As the founder of Birmingham’s House of God club nights, Anthony Child (aka Surgeon) was one of the first DJs to import techno into the UK scene during a golden era for the genre. Always keen to develop his technique and get to grips with new technologies, Child was also one of the first to introduce CDJs, Ableton Live and Final Scratch into his DJ sets.
Child moved into production in the early ’90s with his seminal debut EP Surgeon (1994) introducing a tough, industrial slant. A constant presence on the techno scene, his uniquely sophisticated production style has developed to incorporate elements of funk and dub across a catalogue of influential releases for labels such as Tresor and his own Dynamic Tension.

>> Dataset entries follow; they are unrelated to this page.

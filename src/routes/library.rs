// ABOUTME: Exercise library route handlers
// ABOUTME: Read-only listing of the shared exercise-suggestion catalog
//
// SPDX-License-Identifier: MIT OR Apache-2.0
// Copyright (c) 2025 CleberFit

use std::sync::Arc;

use axum::extract::State;
use axum::routing::get;
use axum::{Json, Router};
use serde::Serialize;

use crate::errors::AppResult;
use crate::models::LibraryExercise;
use crate::resources::ServerResources;

/// Wire shape of a library suggestion
#[derive(Debug, Serialize)]
pub struct LibraryExerciseDto {
    /// Suggestion id
    pub id: i64,
    /// Exercise name
    pub nome: String,
    /// Muscle group worked
    pub grupo_muscular: String,
    /// Equipment needed, if any
    pub equipamento: Option<String>,
    /// Short how-to description
    pub descricao: Option<String>,
}

impl From<LibraryExercise> for LibraryExerciseDto {
    fn from(exercise: LibraryExercise) -> Self {
        Self {
            id: exercise.id,
            nome: exercise.name,
            grupo_muscular: exercise.muscle_group,
            equipamento: exercise.equipment,
            descricao: exercise.description,
        }
    }
}

/// Exercise library routes (not user-scoped, no authentication required)
pub struct LibraryRoutes;

impl LibraryRoutes {
    /// Create all library routes
    pub fn routes(resources: Arc<ServerResources>) -> Router {
        Router::new()
            .route("/api/biblioteca", get(Self::handle_list))
            .with_state(resources)
    }

    /// List the whole suggestion catalog
    async fn handle_list(
        State(resources): State<Arc<ServerResources>>,
    ) -> AppResult<Json<Vec<LibraryExerciseDto>>> {
        let exercises = resources.database.list_library_exercises().await?;
        Ok(Json(
            exercises.into_iter().map(LibraryExerciseDto::from).collect(),
        ))
    }
}
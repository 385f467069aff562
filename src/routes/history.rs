// ABOUTME: Training history route handlers
// ABOUTME: Per-exercise and per-user history listings plus append-only set recording
//
// SPDX-License-Identifier: MIT OR Apache-2.0
// Copyright (c) 2025 CleberFit

//! Training history routes.
//!
//! `GET /api/historico` serves two callers: with `?exercicio_id` it returns
//! the set history of one exercise (progress chart), with `?email` or a
//! session it returns the user's full history joined with exercise names
//! (calendar/heatmap). With neither it degrades to an empty list.

use std::sync::Arc;

use axum::extract::{Query, State};
use axum::http::HeaderMap;
use axum::response::{IntoResponse, Response};
use axum::routing::get;
use axum::{Json, Router};
use chrono::NaiveDate;
use serde::{Deserialize, Serialize};
use serde_json::json;

use super::session_user;
use crate::errors::{AppError, AppResult};
use crate::models::{HistoryEntry, SetType, UserHistoryEntry};
use crate::resources::ServerResources;

/// Query parameters for history listing
#[derive(Debug, Deserialize)]
pub struct HistoryQuery {
    /// Exercise whose history to list (progress-chart mode)
    pub exercicio_id: Option<i64>,
    /// Email fallback for the per-user listing (heatmap mode)
    pub email: Option<String>,
}

/// Set recording request
#[derive(Debug, Deserialize)]
pub struct AppendHistoryRequest {
    /// Exercise the set belongs to
    pub ficha_exercicio_id: Option<i64>,
    /// Load in kilograms
    pub peso: Option<f64>,
    /// Repetitions performed
    pub reps: Option<i64>,
    /// Kind of set tag (working / warmup / dropset)
    pub tipo: Option<String>,
    /// Training date (YYYY-MM-DD)
    pub data_registro: Option<NaiveDate>,
}

/// Wire shape of one recorded set
#[derive(Debug, Serialize)]
pub struct HistoryEntryDto {
    /// Entry id
    pub id: i64,
    /// Exercise the set belongs to
    pub ficha_exercicio_id: i64,
    /// Load in kilograms
    pub peso: f64,
    /// Repetitions performed
    pub repeticoes: i64,
    /// Kind of set
    pub tipo_serie: String,
    /// Training date
    pub data_registro: NaiveDate,
}

impl From<HistoryEntry> for HistoryEntryDto {
    fn from(entry: HistoryEntry) -> Self {
        Self {
            id: entry.id,
            ficha_exercicio_id: entry.routine_exercise_id,
            peso: entry.weight,
            repeticoes: entry.reps,
            tipo_serie: entry.set_type.as_str().to_owned(),
            data_registro: entry.recorded_at,
        }
    }
}

/// Wire shape of one recorded set joined with its exercise name
#[derive(Debug, Serialize)]
pub struct UserHistoryEntryDto {
    /// The recorded set
    #[serde(flatten)]
    pub entry: HistoryEntryDto,
    /// Exercise name for display
    pub nome_exercicio: String,
}

impl From<UserHistoryEntry> for UserHistoryEntryDto {
    fn from(joined: UserHistoryEntry) -> Self {
        Self {
            entry: HistoryEntryDto::from(joined.entry),
            nome_exercicio: joined.exercise_name,
        }
    }
}

/// Training history routes
pub struct HistoryRoutes;

impl HistoryRoutes {
    /// Create all history routes
    pub fn routes(resources: Arc<ServerResources>) -> Router {
        Router::new()
            .route(
                "/api/historico",
                get(Self::handle_list).post(Self::handle_append),
            )
            .with_state(resources)
    }

    /// List history per exercise or per user depending on the query
    async fn handle_list(
        State(resources): State<Arc<ServerResources>>,
        headers: HeaderMap,
        Query(query): Query<HistoryQuery>,
    ) -> AppResult<Response> {
        if let Some(exercise_id) = query.exercicio_id {
            let entries = resources
                .database
                .list_history_for_exercise(exercise_id)
                .await?;
            let dtos: Vec<HistoryEntryDto> =
                entries.into_iter().map(HistoryEntryDto::from).collect();
            return Ok(Json(dtos).into_response());
        }

        let session = session_user(&headers, &resources);
        let Some(owner) = resources
            .identity
            .resolve(session, query.email.as_deref())
            .await?
        else {
            return Ok(Json(Vec::<UserHistoryEntryDto>::new()).into_response());
        };

        let entries = resources.database.list_history_for_user(owner).await?;
        let dtos: Vec<UserHistoryEntryDto> = entries
            .into_iter()
            .map(UserHistoryEntryDto::from)
            .collect();
        Ok(Json(dtos).into_response())
    }

    /// Record one set for an exercise
    async fn handle_append(
        State(resources): State<Arc<ServerResources>>,
        Json(request): Json<AppendHistoryRequest>,
    ) -> AppResult<Json<serde_json::Value>> {
        let exercise_id = request
            .ficha_exercicio_id
            .ok_or_else(|| AppError::invalid_input("missing field: ficha_exercicio_id"))?;
        let weight = request
            .peso
            .ok_or_else(|| AppError::invalid_input("missing field: peso"))?;
        let reps = request
            .reps
            .ok_or_else(|| AppError::invalid_input("missing field: reps"))?;
        let recorded_at = request
            .data_registro
            .ok_or_else(|| AppError::invalid_input("missing field: data_registro"))?;
        let set_type = SetType::from_str_lossy(request.tipo.as_deref().unwrap_or_default());

        let id = resources
            .database
            .append_history_entry(exercise_id, weight, reps, set_type, recorded_at)
            .await?;

        Ok(Json(json!({ "success": true, "id": id })))
    }
}
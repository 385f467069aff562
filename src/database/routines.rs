// ABOUTME: Routine ("ficha") database operations
// ABOUTME: CRUD for workout routines scoped to their owning user
//
// SPDX-License-Identifier: MIT OR Apache-2.0
// Copyright (c) 2025 CleberFit

use chrono::Utc;
use sqlx::sqlite::SqliteRow;
use sqlx::Row;

use super::Database;
use crate::errors::{AppError, AppResult};
use crate::models::{Routine, UserId};

impl Database {
    /// List all routines owned by a user, in insertion order
    ///
    /// # Errors
    ///
    /// Returns an error if the database query fails
    pub async fn list_routines(&self, owner: UserId) -> AppResult<Vec<Routine>> {
        let rows = sqlx::query("SELECT * FROM routines WHERE user_id = ?1 ORDER BY id ASC")
            .bind(owner)
            .fetch_all(&self.pool)
            .await
            .map_err(|e| AppError::database(format!("Failed to list routines: {e}")))?;

        rows.iter().map(Self::row_to_routine).collect()
    }

    /// Create a routine for a user
    ///
    /// The owner must be a resolved canonical id; a dangling owner is
    /// rejected by the foreign key and surfaced as `NotFound`.
    ///
    /// # Errors
    ///
    /// Returns `NotFound` if the owner does not exist, or a database error
    /// if the insert fails.
    pub async fn create_routine(
        &self,
        owner: UserId,
        name: &str,
        weekday: &str,
    ) -> AppResult<i64> {
        let now = Utc::now();

        let result = sqlx::query(
            r"
            INSERT INTO routines (user_id, name, weekday, created_at)
            VALUES (?1, ?2, ?3, ?4)
            ",
        )
        .bind(owner)
        .bind(name)
        .bind(weekday)
        .bind(now)
        .execute(&self.pool)
        .await
        .map_err(|e| {
            if e.as_database_error()
                .is_some_and(|db_err| db_err.is_foreign_key_violation())
            {
                AppError::not_found(format!("user {owner}"))
            } else {
                AppError::database(format!("Failed to create routine: {e}"))
            }
        })?;

        Ok(result.last_insert_rowid())
    }

    /// Delete a routine by id
    ///
    /// Dependent routine-exercise and history rows are removed by the
    /// `ON DELETE CASCADE` foreign keys in the same statement.
    ///
    /// # Errors
    ///
    /// Returns `NotFound` if the routine does not exist, or an error if the
    /// database operation fails.
    pub async fn delete_routine(&self, routine_id: i64) -> AppResult<()> {
        let result = sqlx::query("DELETE FROM routines WHERE id = ?1")
            .bind(routine_id)
            .execute(&self.pool)
            .await
            .map_err(|e| AppError::database(format!("Failed to delete routine: {e}")))?;

        if result.rows_affected() == 0 {
            return Err(AppError::not_found(format!("routine {routine_id}")));
        }

        Ok(())
    }

    /// Convert a database row to a `Routine`
    fn row_to_routine(row: &SqliteRow) -> AppResult<Routine> {
        Ok(Routine {
            id: row.get("id"),
            user_id: row.get("user_id"),
            name: row.get("name"),
            weekday: row.get("weekday"),
            created_at: row.get("created_at"),
        })
    }
}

In recent years, Child has increasingly investigated ways to switch-up his creative process. Turning his attention to the spontaneity of live performance, Crash Recoil – Child’s first album in five years – sees the producer transpose the self-limiting constraints of his live set to a home studio setting. The result is a raw, crunching and untethered techno album that, nevertheless, sounds unmistakeably Surgeon.
You started producing at a time when industrial music was reaching its peak. Did you set out to create a toughened version of techno that would borrow from that scene?
“In retrospect, I feel that I may have misunderstood what industrial music was. For some people, industrial music is Ministry or the American rock version, which has never really appealed to me. I grew up with bands like Coil, Psychic TV and Throbbing Gristle and was influenced by William Burroughs and Brion Gysin’s cut-up techniques. When I make music I never approach it thinking I’m going to make an industrial or disco track, I work in a more intuitive and improvisational way and follow where the feeling is. I’m trying to make something come to life rather than set out from the perspective of a particular idea.”
In what way were Gysin’s cut-up techniques important to you as a producer?
“I was very young when I came across Gysin.